Von Indemau aus entdeckten wir einen Pfad, der über den Dui-Fluß führte, während ein anderer nach Indeperri, einer großen Ansiedelung etwa 24 km Nordost von Fort Bodo, ging. Ursprünglich war es meine Absicht gewesen, eine Richtung durch den Wald einzuschlagen, welche uns direct nach dem Grasland führte, auf einer mehr nördlichen Route als die Linie Ipoto und Fort Bodo, nachdem ich ein Detachement zu Kilonga-Longa geschickt hätte, um mit diesem abzurechnen; allein bei unsern Bemühungen, eine Furt durch oder eine Fähre über den Ihurn zu finden, waren wir durch den hohen Wasserstand gezwungen worden, den Weg bisjetzt parallel mit dem Flusse fortzusetzen. Die Beobachtungen ergaben, daß wir uns auf 1° 47' n. Br. und 29° 7' 45" östl. L. befanden.
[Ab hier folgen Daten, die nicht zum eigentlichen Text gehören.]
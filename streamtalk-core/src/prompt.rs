// ABOUTME: System prompts, per-phase framing notes, and the canned lines spoken without a model call
// ABOUTME: An optional character sheet is prepended to every system prompt

use crate::config::PersonaConfig;
use crate::deck::Card;
use crate::message::ConversationTurn;
use crate::session::Phase;
use anyhow::{Context, Result};
use std::path::Path;

const REPLY_FORMAT: &str = r#"Respond with JSON only, on one line, no markdown:
{"replies": [{"text": "one short sentence shown on screen", "tts_text": "the same sentence phrased to sound natural when read aloud (optional)", "emotion": "happy|sad|angry|surprised|neutral|excited", "action": "start_topic_question|start_selection|cancel (omit for ordinary chat)", "topic": "reading topic when action is start_selection", "item_count": 1, "requester": "viewer name the action is for"}]}
Return at most one reply. Leave "replies" empty only when nothing deserves an answer."#;

const REPLY_RULES: &str = "The user message lists chat lines that arrived while you were talking, as `name: text`. \
Ignore spam and flooding, merge repeated questions, and answer everything worth answering in one reply. \
Even a short line deserves a short answer.\n\n\
Card readings:\n\
- A viewer asks for a reading without a topic: only ask what the reading should be about. Never ask for card numbers yet. Use action \"start_topic_question\".\n\
- A viewer asks for a reading and names a topic: say you will read for that topic and ask them to pick card numbers from 1 to 78. \
Use action \"start_selection\" with \"topic\" and \"item_count\": 1 for yes/no questions, 3 for simple topics, 5 for long-term or complex ones. \
If the viewer asked for a specific number of cards, use that.\n\
- Otherwise omit the action.";

const SELECTION_RULES: &str = "A card reading is waiting for the requester to pick numbers. \
Their message did not contain usable card numbers. \
If they want to stop the reading, use action \"cancel\" and say goodbye politely. \
Otherwise explain briefly why the numbers were not recognised and ask again.";

const INTERPRETATION_SYSTEM: &str = r##"You are a tarot reader. Interpret the drawn cards for the question and answer with JSON only:
{"interpretation": "...", "tts_text": "...", "visual_data": {...}, "soul_color": "#RRGGBB", "danger_alert": false}
visual_data rules:
1. Yes/no questions: {"visual_type": "yes_no", "recommendation": "YES" or "NO" or "SEMI-YES", "score": 0-100}
2. Choosing between options: {"visual_type": "bar", "labels": ["option A", "option B"], "scores": [70, 30]}
3. General fortune: {"visual_type": "radar", "labels": ["money", "love", "health", "work", "people"], "scores": [80, 70, 60, 90, 75]}
"scores" is always a JSON array with exactly one number (0-100) per label. Never merge scores into a single number."##;

const SUMMARY_SYSTEM: &str = "Summarise the following conversation in one short paragraph. \
Keep the important context, recurring viewers, and open topics.";

const SUMMARY_INPUT_LIMIT: usize = 8000;
const FAILED_GENERATION_LIMIT: usize = 2000;

/// What the model should know about the reading state for this batch
#[derive(Debug, Clone, PartialEq, Eq)]
pub enum Framing {
    /// No reading in progress
    Open,
    /// The requester was asked what the reading should be about
    AskingTopic { requester_name: String },
    /// Requester spoke during selection but gave no usable numbers
    Selecting {
        requester_name: String,
        spread_count: usize,
        selected: Vec<usize>,
    },
    /// Someone else holds the reading; start requests must be declined
    Busy { requester_name: String, phase: Phase },
    /// Readings are switched off
    ReadingDisabled,
}

fn truncate_chars(text: &str, limit: usize) -> &str {
    match text.char_indices().nth(limit) {
        Some((idx, _)) => &text[..idx],
        None => text,
    }
}

fn join_numbers(numbers: &[usize]) -> String {
    numbers
        .iter()
        .map(|n| n.to_string())
        .collect::<Vec<_>>()
        .join(", ")
}

#[derive(Debug, Clone, Default)]
pub struct PromptBook {
    persona_name: String,
    character: String,
}

impl PromptBook {
    pub fn new(persona_name: impl Into<String>, character: impl Into<String>) -> Self {
        Self {
            persona_name: persona_name.into(),
            character: character.into().trim().to_string(),
        }
    }

    /// Load the character sheet named by the persona config, if any
    pub fn load(persona: &PersonaConfig) -> Result<Self> {
        let character = match &persona.character_file {
            Some(file) if Path::new(file).exists() => std::fs::read_to_string(file)
                .with_context(|| format!("Failed to read character file {}", file))?,
            Some(file) => {
                tracing::warn!(path = %file, "Character file not found, using bare prompts");
                String::new()
            }
            None => String::new(),
        };
        if !character.trim().is_empty() {
            tracing::info!(persona = %persona.name, "Loaded character sheet");
        }
        Ok(Self::new(persona.name.clone(), character))
    }

    pub fn persona_name(&self) -> &str {
        &self.persona_name
    }

    fn with_character(&self, base: &str) -> String {
        if self.character.is_empty() {
            base.to_string()
        } else {
            format!("{}\n\n{}", self.character, base)
        }
    }

    pub fn reply_system(&self, framing: &Framing) -> String {
        let rules = match framing {
            Framing::Selecting { .. } => SELECTION_RULES,
            _ => REPLY_RULES,
        };
        let base = format!(
            "You are {}, a live stream host chatting with viewers.\n{}\n\n{}",
            self.persona_name, rules, REPLY_FORMAT
        );
        self.with_character(&base)
    }

    /// User message: the batch plus the framing note for the current phase
    pub fn reply_user(&self, lines: &[String], framing: &Framing) -> String {
        let mut content = format!("Chat:\n{}", lines.join("\n"));
        if let Some(note) = framing_note(framing) {
            content.push_str("\n\n");
            content.push_str(&note);
        }
        content
    }

    pub fn interpretation_system(&self) -> String {
        self.with_character(INTERPRETATION_SYSTEM)
    }

    pub fn interpretation_user(&self, topic: &str, cards: &[Card]) -> String {
        let drawn = cards
            .iter()
            .map(Card::describe)
            .collect::<Vec<_>>()
            .join(", ");
        format!(
            "Question: {}\nCards drawn: {}\nInclude visual_data that fits the question.",
            topic, drawn
        )
    }

    pub fn summary_system(&self) -> &'static str {
        SUMMARY_SYSTEM
    }

    pub fn summary_user(&self, turns: &[ConversationTurn]) -> String {
        let text = turns
            .iter()
            .map(|t| {
                let role = match t.role {
                    crate::message::TurnRole::User => "user",
                    crate::message::TurnRole::Assistant => "assistant",
                    crate::message::TurnRole::System => "system",
                };
                format!("{}: {}", role, t.content)
            })
            .collect::<Vec<_>>()
            .join("\n");
        truncate_chars(&text, SUMMARY_INPUT_LIMIT).to_string()
    }

    /// Follow-up asking the model to repeat its answer as valid JSON
    pub fn correction(&self, failed_generation: Option<&str>) -> String {
        match failed_generation.map(str::trim).filter(|s| !s.is_empty()) {
            Some(failed) => format!(
                "[JSON validation failed] The output below was not valid JSON. \
                 Output the same content again as a single line of valid JSON, no markdown or commentary.\n\n\
                 Failed output:\n{}",
                truncate_chars(failed, FAILED_GENERATION_LIMIT)
            ),
            None => "[JSON validation failed] Your previous answer did not match the requested format. \
                     Output only the requested JSON on a single line, no markdown or commentary."
                .to_string(),
        }
    }

    // -------------------------------------------------------------------------
    // Canned lines
    // -------------------------------------------------------------------------

    pub fn restart_selection(&self, spread_count: usize) -> String {
        format!(
            "There was a repeated number. Let's start over: please pick {} different cards from 1 to 78.",
            spread_count
        )
    }

    pub fn selection_progress(&self, selected: &[usize], remaining: usize) -> String {
        let noun = if remaining == 1 { "card" } else { "cards" };
        format!(
            "Got {}. Pick {} more {}.",
            join_numbers(selected),
            remaining,
            noun
        )
    }

    pub fn cards_chosen(&self, cards: &[Card]) -> String {
        let names = cards
            .iter()
            .map(Card::display_name)
            .collect::<Vec<_>>()
            .join(", ");
        format!("You drew {}. Let me read them for you.", names)
    }

    /// Told to bystanders who asked for a reading in the same batch as the requester
    pub fn reading_deferral(&self, names: &[String], requester_name: &str) -> String {
        format!(
            "{}, I'm reading for {} right now, so please ask again once we're done.",
            names.join(", "),
            requester_name
        )
    }

    pub fn reading_failed(&self) -> String {
        "Sorry, the cards went quiet on me. Let's try again another time.".to_string()
    }

    pub fn expiry_apology(&self, requester_name: &str, phase: Phase) -> String {
        match phase {
            Phase::AskingTopic => format!(
                "{}, I didn't hear a topic in time, so I've put the cards away. Ask again whenever you like!",
                requester_name
            ),
            _ => format!(
                "{}, time ran out for picking cards, so I've closed the reading. Sorry about that!",
                requester_name
            ),
        }
    }
}

fn framing_note(framing: &Framing) -> Option<String> {
    match framing {
        Framing::Open => None,
        Framing::AskingTopic { requester_name } => Some(format!(
            "[Reading: you asked {} what the reading should be about, and the chat above is the answer. \
             If they named a topic, use action \"start_selection\" with the topic and item_count (1-5) \
             and ask them to pick that many numbers from 1 to 78. If they declined or gave no topic, \
             answer normally without an action.]",
            requester_name
        )),
        Framing::Selecting {
            requester_name,
            spread_count,
            selected,
        } => {
            let chosen = if selected.is_empty() {
                "none yet".to_string()
            } else {
                join_numbers(selected)
            };
            Some(format!(
                "[Reading for {}: {} cards needed, already chosen: {}.]",
                requester_name, spread_count, chosen
            ))
        }
        Framing::Busy {
            requester_name,
            phase,
        } => Some(format!(
            "[A reading for {} is in progress ({}). Anyone else asking for a reading must be told politely \
             that someone else is being read for right now. Never include an action.]",
            requester_name, phase
        )),
        Framing::ReadingDisabled => Some(
            "[Card readings are switched off today. Politely decline any request for a reading right now \
             and never include an action. Questions about when readings will be back can be answered normally.]"
                .to_string(),
        ),
    }
}

#[cfg(test)]
mod tests {
    use super::*;
    use crate::message::TurnRole;

    #[test]
    fn test_character_sheet_prepended() {
        let book = PromptBook::new("Choco", "  You are a cheerful cat.  ");
        let system = book.reply_system(&Framing::Open);
        assert!(system.starts_with("You are a cheerful cat.\n\nYou are Choco"));
        assert!(PromptBook::new("Choco", "")
            .interpretation_system()
            .starts_with("You are a tarot reader"));
    }

    #[test]
    fn test_interpretation_prompt_keeps_every_visual_rule() {
        let system = PromptBook::new("Choco", "").interpretation_system();
        assert!(system.contains(r##""soul_color": "#RRGGBB""##));
        assert!(system.contains(r#""visual_type": "radar""#));
        assert!(system.ends_with("Never merge scores into a single number."));
    }

    #[test]
    fn test_load_missing_character_file_is_not_fatal() {
        let persona = PersonaConfig {
            character_file: Some("/nonexistent/character.txt".into()),
            ..Default::default()
        };
        let book = PromptBook::load(&persona).unwrap();
        assert_eq!(book.persona_name(), "Choco");
        assert!(!book.reply_system(&Framing::Open).contains("\n\n\n"));
    }

    #[test]
    fn test_reply_user_includes_all_lines_and_framing() {
        let book = PromptBook::default();
        let lines = vec!["alice: hi".to_string(), "bob: hi".to_string()];
        let open = book.reply_user(&lines, &Framing::Open);
        assert_eq!(open, "Chat:\nalice: hi\nbob: hi");

        let busy = book.reply_user(
            &lines,
            &Framing::Busy {
                requester_name: "carol".into(),
                phase: Phase::Selecting,
            },
        );
        assert!(busy.contains("reading for carol is in progress (selecting)"));
    }

    #[test]
    fn test_correction_truncates_failed_output() {
        let book = PromptBook::default();
        let long = "x".repeat(5000);
        let msg = book.correction(Some(&long));
        assert!(msg.ends_with(&"x".repeat(FAILED_GENERATION_LIMIT)));
        assert!(!msg.contains(&"x".repeat(FAILED_GENERATION_LIMIT + 1)));
        assert!(book.correction(None).contains("did not match"));
    }

    #[test]
    fn test_summary_input_is_bounded() {
        let book = PromptBook::default();
        let turns = vec![ConversationTurn::new(TurnRole::User, "가".repeat(10_000))];
        assert_eq!(book.summary_user(&turns).chars().count(), SUMMARY_INPUT_LIMIT);
    }

    #[test]
    fn test_canned_lines() {
        let book = PromptBook::default();
        assert!(book.restart_selection(3).contains("pick 3 different cards"));
        assert_eq!(book.selection_progress(&[5, 9], 1), "Got 5, 9. Pick 1 more card.");
        assert!(book
            .expiry_apology("alice", Phase::Selecting)
            .starts_with("alice, time ran out"));
    }
}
Obwol der Verstand mir sagte, daß Fort Bodo uneinnehmbar sei und die Garnison sich jetzt in Sicherheit bei Emin Pascha am Njansa befinde, hatte doch die Entdeckung von Remingtonpatronen unter den Vorräthen einer Eingeborenenkaravane in diesen unbekannten Gegenden innerhalb einer nicht zu weiten Entfernung vom Fort Zweifel in mir aufsteigen lassen, welche ich meiner Meinung nach am besten lösen konnte, wenn ich von meinem Curse nach Süden abwiche und, bei dem alten Fort vorbeipassirend, mich mit eigenen Augen davon überzeugte, was eigentlich geschehen sei. Ich sandte daher Herrn Bonny mit dem Anführer Raschid und 60 Mann ab, um eine Brücke über den Dui zu schlagen.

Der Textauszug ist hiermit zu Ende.